Trasfigurarsi nello spirito: don Pedroli presenta il Vangelo di Giovanni

Una sensorialità fisica che si trasfigura e diventa spirituale. È “Vieni e vedi. I sensi nel vangelo di Giovanni” di don Luca Pedroli.

UN VIAGGIO Pubblicato dalle edizioni “Messaggero” di Padova, il sesto libro del biblista vigevanese è «un viaggio che stavo portando avanti da tempo su una questione centrale negli scritti giovannei. Più vado avanti nello studio di questo vangelo, più mi accorgo che i cinque sensi sono un elemento chiave nello sviluppo del pensiero di Giovanni, insieme al mistero dell’incarnazione. Il Verbo non solo si fa uomo e condivide con noi l’esperienza terrena, ma nel disegno di Dio viene scelta la carne come mezzo di rivelazione. La carne è tutto quello che siamo, è esperienza di ogni giorno». L’evangelista che ha come simbolo l’aquila (creatura capace di volare alto e vedere in profondità) nei suoi scritti esalta non solo la vista, primo dei sensi.

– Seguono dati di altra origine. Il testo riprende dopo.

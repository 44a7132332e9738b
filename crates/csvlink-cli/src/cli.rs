//! CLI argument definitions for the csvlink tool.

use std::path::PathBuf;

use clap::{Parser, Subcommand, ValueEnum};
use clap_verbosity_flag::{Verbosity, WarnLevel};
use colorchoice_clap::Color;

#[derive(Parser)]
#[command(
    name = "csvlink",
    version,
    about = "Link two CSV files by fuzzy-matching a key column",
    long_about = "Match free-text key values from a source CSV against a target CSV\n\
                  using Levenshtein distance over normalized text. Ambiguous matches\n\
                  are resolved interactively; declining a prompt leaves that row\n\
                  unmatched and the run continues."
)]
pub struct Cli {
    #[command(subcommand)]
    pub command: Command,

    /// Adjust log verbosity (-v for debug, -vv for trace, -q for errors only).
    #[command(flatten)]
    pub verbosity: Verbosity<WarnLevel>,

    /// Control ANSI color output (auto, always, never).
    #[command(flatten)]
    pub color: Color,

    /// Log output format (pretty for human, json for machine parsing).
    #[arg(
        long = "log-format",
        value_enum,
        default_value = "pretty",
        global = true
    )]
    pub log_format: LogFormatArg,

    /// Write logs to a file instead of stderr.
    #[arg(long = "log-file", value_name = "PATH", global = true)]
    pub log_file: Option<PathBuf>,
}

#[derive(Subcommand)]
pub enum Command {
    /// Match a source CSV against a target CSV and write the augmented source.
    Link(LinkArgs),

    /// List the column names of a CSV file.
    Columns(ColumnsArgs),
}

#[derive(Parser)]
pub struct LinkArgs {
    /// Source CSV: the file whose rows receive match columns.
    #[arg(long = "source", value_name = "PATH")]
    pub source: PathBuf,

    /// Target CSV: the file matched against.
    #[arg(long = "target", value_name = "PATH")]
    pub target: PathBuf,

    /// Key column in the source file.
    #[arg(long = "source-column", value_name = "NAME")]
    pub source_column: String,

    /// Key column in the target file.
    #[arg(long = "target-column", value_name = "NAME")]
    pub target_column: String,

    /// Target column whose value is carried into the output next to the
    /// matched key (adds a Linked column).
    #[arg(long = "linked-column", value_name = "NAME")]
    pub linked_column: Option<String>,

    /// Where to write the augmented source CSV.
    #[arg(long = "output", value_name = "PATH")]
    pub output: PathBuf,

    /// Comma-separated words that truncate a value at their first
    /// space-prefixed occurrence (e.g. "fka,dba").
    #[arg(long = "cutoff-words", value_name = "LIST", default_value = "")]
    pub cutoff_words: String,

    /// Comma-separated words removed wherever they appear as whole words.
    #[arg(long = "strip-words", value_name = "LIST", default_value = "")]
    pub strip_words: String,

    /// Characters deleted from values before comparison (a bare sequence,
    /// e.g. ".,()&").
    #[arg(long = "strip-chars", value_name = "CHARS", default_value = "")]
    pub strip_chars: String,

    /// Highest edit distance still offered as a near match.
    #[arg(long = "near-threshold", value_name = "N", default_value_t = csvlink_model::config::DEFAULT_NEAR_THRESHOLD)]
    pub near_threshold: usize,

    /// Most candidates offered in one prompt.
    #[arg(long = "prompt-cap", value_name = "N", default_value_t = csvlink_model::config::DEFAULT_PROMPT_CAP)]
    pub prompt_cap: usize,

    /// Decline every ambiguous match instead of prompting (for scripted runs).
    #[arg(long = "non-interactive")]
    pub non_interactive: bool,
}

#[derive(Parser)]
pub struct ColumnsArgs {
    /// CSV file to inspect.
    #[arg(value_name = "FILE")]
    pub file: PathBuf,
}

/// CLI log format choices.
#[derive(Clone, Copy, ValueEnum)]
pub enum LogFormatArg {
    Pretty,
    Compact,
    Json,
}
//! Edit-distance primitive.

/// Levenshtein distance (unit-cost insert/delete/substitute) between two
/// normalized strings. Kept behind this single seam so the metric can be
/// swapped without touching the ranker.
pub fn distance(a: &str, b: &str) -> usize {
    strsim::levenshtein(a, b)
}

L’IRONIA DI GIOVANNI «Il vangelo di Giovanni – spiega don Pedroli – ha un linguaggio più alto rispetto ai sinottici, ed è caratterizzato da una sottile ironia: chi ci vede bene non riconosce Gesù, invece i ciechi invece sì. E poi l’udito: “chi ha orecchi per intendere, intenda”. Si parte insomma dalla sensorialità fisica per arrivare a quella spirituale, a lasciare che lo spirito illumini i sensi, fino a raggiungere un livello nuovo che svela ciò che si nasconde in profondità». Giovanni quindi ci dice che se gli occhi sono abituati allo spirito, riconoscono l’invisibile: lo stesso concetto ripreso poi da Antoine de Saint Exupéry ne “Il piccolo principe”: l’essenziale è invisibile agli occhi.

MIRACOLO «Uno dei passaggi chiave nel vangelo giovanneo – spiega don Pedroli – è il primo miracolo di Gesù alle nozze di Cana, con un vino che stupisce per la bontà del suo sapore: ma se non cogli il gusto nuovo, non capisci. Quando Gesù moltiplica i pani e i pesci, la frase “assaggiarono il pane e videro che era buono” riecheggia il salmo “gustate e vedete quanto è buono il Signore”. E poi l’olfatto, col fetore della morte di Lazzaro che si sente da tre giorni, e Maria di Betania che unge i piedi di Gesù con olio profumato. Infine il tatto, imparare a toccare il Risorto per non vivere una fede che ci vola sopra la testa e non tocca il cuore: a Tommaso che mette il dito nei segni dei chiodi, Gesù risorto dice “Beati quelli che credono senza aver visto”. E Giovanni nella sua prima lettera: “Quello che abbiamo visto e udito, e che le nostre mani hanno toccato… noi lo annunciamo a voi”. La chiave di lettura di questo evangelista, insomma, è il corpo trasformato dallo spirito».